2. YOUR NUTRITION IS IMPORTANT
Properly training abs, coupled with the right nutrition, will do wonders for you. The saying“abs are made in the kitchen” is as true as ever. Your workouts should always be accompanied by a healthy and low-calorie diet. To make the workouts worth your while, you’ve got to ‘eat clean.
Pick what you eat carefully. Always aim to eat a lot of veggies and food that is full of protein. One reason why eating a low-calorie diet works for your abs is that it helps you to lose your body fat.
From my experience, body fat reacts to good nutrition faster than any workout or cardio exercise would do for you. Also, for this purpose, try to time your diet not too long after you work out. This would help you build those ab muscles and lose body fat at the same time.
3. DON’T SKIP CARDIO
Cardio is the best thing that you can do for your body, as it improves your health and burns fat, thereby reducing your weight. To get those abs, never miss out on cardio training.
Cardio, alongside good nutrition, is the quickest way to shed fat and keep fit. Since strong abs are a sign of how much physical activity you do, it is no surprise that cardio could help you get your abs going.
However, your cardio training alone might not give you the results you want. Long runs, walks, and elliptical sessions are not exactly great for stimulating fat burning!
Here’s what to do. Substitute your steady-state cardio workouts for high-intensity interval training and you’ll burn through the belly fat faster. To keep your body challenged and to avoid plateaus, regularly change the duration and speed of your exercises and go for workouts that will keep your heart rate up.
4. YOU NEED TO SLOW DOWN
When it comes to ab workouts, a lot of mistakes are usually made. It is important to know some facts before you continue to help you fully maximize your gains. More often than not, people focus on getting in as many fast crunches or sit-ups as they can handle. This is not the right way to go!
Your focus should be on the quality of your workouts and not the quantity. Instead of doing 100s of those quick reps, it is better to do 30-40 where you lower yourself at a controlled speed on the way down.
By sustaining engagement in your abdominals throughout the eccentric and concentric parts of your workout movements, you’re vastly increasing time-under-tension, causing a lot more tension on the muscle fibres resulting in better growth.
5. TRY OTHER WORKOUTS
Another reason why you might not be seeing gains from your abs workouts is that you might be doing the wrong workouts. In the fitness world, there are loads of ab workouts out there that will do nothing except hurt your back!
The most common workout done for abs is the sit-up. Unfortunately, sit-ups aren’t great for your abs, especially when done incorrectly. Workouts such as full-body sit-ups, Russian Twists, and V-ups might be somewhat effective but are highly overrated as there are lots of better ab workouts out there.
To develop your abs, energetic moves that focus on core strength and involve your stabilizer muscles are what you need. One of these is the plank. Pilates-based exercises such as plank poses, bicycle crunches, and curl-ups, are also great for your abs.

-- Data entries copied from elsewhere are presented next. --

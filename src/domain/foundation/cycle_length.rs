//! Cycle length value object (days between successive period starts).

use serde::{Deserialize, Serialize};
use std::fmt;

use super::ValidationError;

/// Number of days from one period start to the next, within 20..=40.
#[derive(Debug, Clone, Copy, PartialEq, Eq, PartialOrd, Ord, Hash, Serialize, Deserialize)]
#[serde(try_from = "i64", into = "u32")]
pub struct CycleLength(u32);

impl CycleLength {
    /// Shortest accepted cycle.
    pub const MIN: u32 = 20;

    /// Longest accepted cycle.
    pub const MAX: u32 = 40;

    /// Average cycle, used when onboarding starts.
    pub const DEFAULT: Self = Self(28);

    /// Creates a CycleLength, returning error if out of range.
    pub fn try_new(days: i64) -> Result<Self, ValidationError> {
        if days < i64::from(Self::MIN) || days > i64::from(Self::MAX) {
            return Err(ValidationError::out_of_range(
                "cycle_length",
                Self::MIN as i32,
                Self::MAX as i32,
                days.clamp(i64::from(i32::MIN), i64::from(i32::MAX)) as i32,
            ));
        }
        Ok(Self(days as u32))
    }

    /// Returns the number of days.
    pub fn days(&self) -> u32 {
        self.0
    }
}

impl Default for CycleLength {
    fn default() -> Self {
        Self::DEFAULT
    }
}

impl TryFrom<i64> for CycleLength {
    type Error = ValidationError;

    fn try_from(days: i64) -> Result<Self, Self::Error> {
        Self::try_new(days)
    }
}

impl From<CycleLength> for u32 {
    fn from(length: CycleLength) -> Self {
        length.0
    }
}

impl fmt::Display for CycleLength {
    fn fmt(&self, f: &mut fmt::Formatter<'_>) -> fmt::Result {
        write!(f, "{} days", self.0)
    }
}

#[cfg(test)]
mod tests {
    use super::*;

    #[test]
    fn cycle_length_accepts_bounds() {
        assert_eq!(CycleLength::try_new(20).unwrap().days(), 20);
        assert_eq!(CycleLength::try_new(28).unwrap().days(), 28);
        assert_eq!(CycleLength::try_new(40).unwrap().days(), 40);
    }

    #[test]
    fn cycle_length_rejects_too_short() {
        match CycleLength::try_new(19) {
            Err(ValidationError::OutOfRange { field, min, max, actual }) => {
                assert_eq!(field, "cycle_length");
                assert_eq!(min, 20);
                assert_eq!(max, 40);
                assert_eq!(actual, 19);
            }
            other => panic!("Expected OutOfRange error, got {:?}", other),
        }
    }

    #[test]
    fn cycle_length_rejects_too_long_and_negative() {
        assert!(CycleLength::try_new(41).is_err());
        assert!(CycleLength::try_new(0).is_err());
        assert!(CycleLength::try_new(-28).is_err());
    }

    #[test]
    fn cycle_length_default_is_28() {
        assert_eq!(CycleLength::default().days(), 28);
    }

    #[test]
    fn cycle_length_serializes_as_number() {
        let json = serde_json::to_string(&CycleLength::try_new(30).unwrap()).unwrap();
        assert_eq!(json, "30");
    }

    #[test]
    fn cycle_length_deserialization_validates() {
        let ok: CycleLength = serde_json::from_str("35").unwrap();
        assert_eq!(ok.days(), 35);

        let err = serde_json::from_str::<CycleLength>("50");
        assert!(err.is_err());
    }

    #[test]
    fn cycle_length_displays_in_days() {
        assert_eq!(format!("{}", CycleLength::DEFAULT), "28 days");
    }
}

Lastly, always make sure you change up your workouts. Besides the fact that doing a variety of workouts is more fun, it is also the key to your gains. You shouldn’t do only crunches when there are so many great ab workouts out there! One thing never to forget is that the abs are a complex muscle group, so you cannot train them with only one workout.
CONCLUSION
Without a doubt, the ab muscles are some of the hardest muscle groups to develop. However, by following these tips you will begin to see changes in your ab gains and your physique in general. There are popular misconceptions that ab workouts don’t work. This is wrong. They do indeed work, but it takes more than just sit-ups and crunches to have that flat-board abdomen. Consistency in training, watching your nutrition, doing cardio and adjusting your work out will give you those much-desired abs.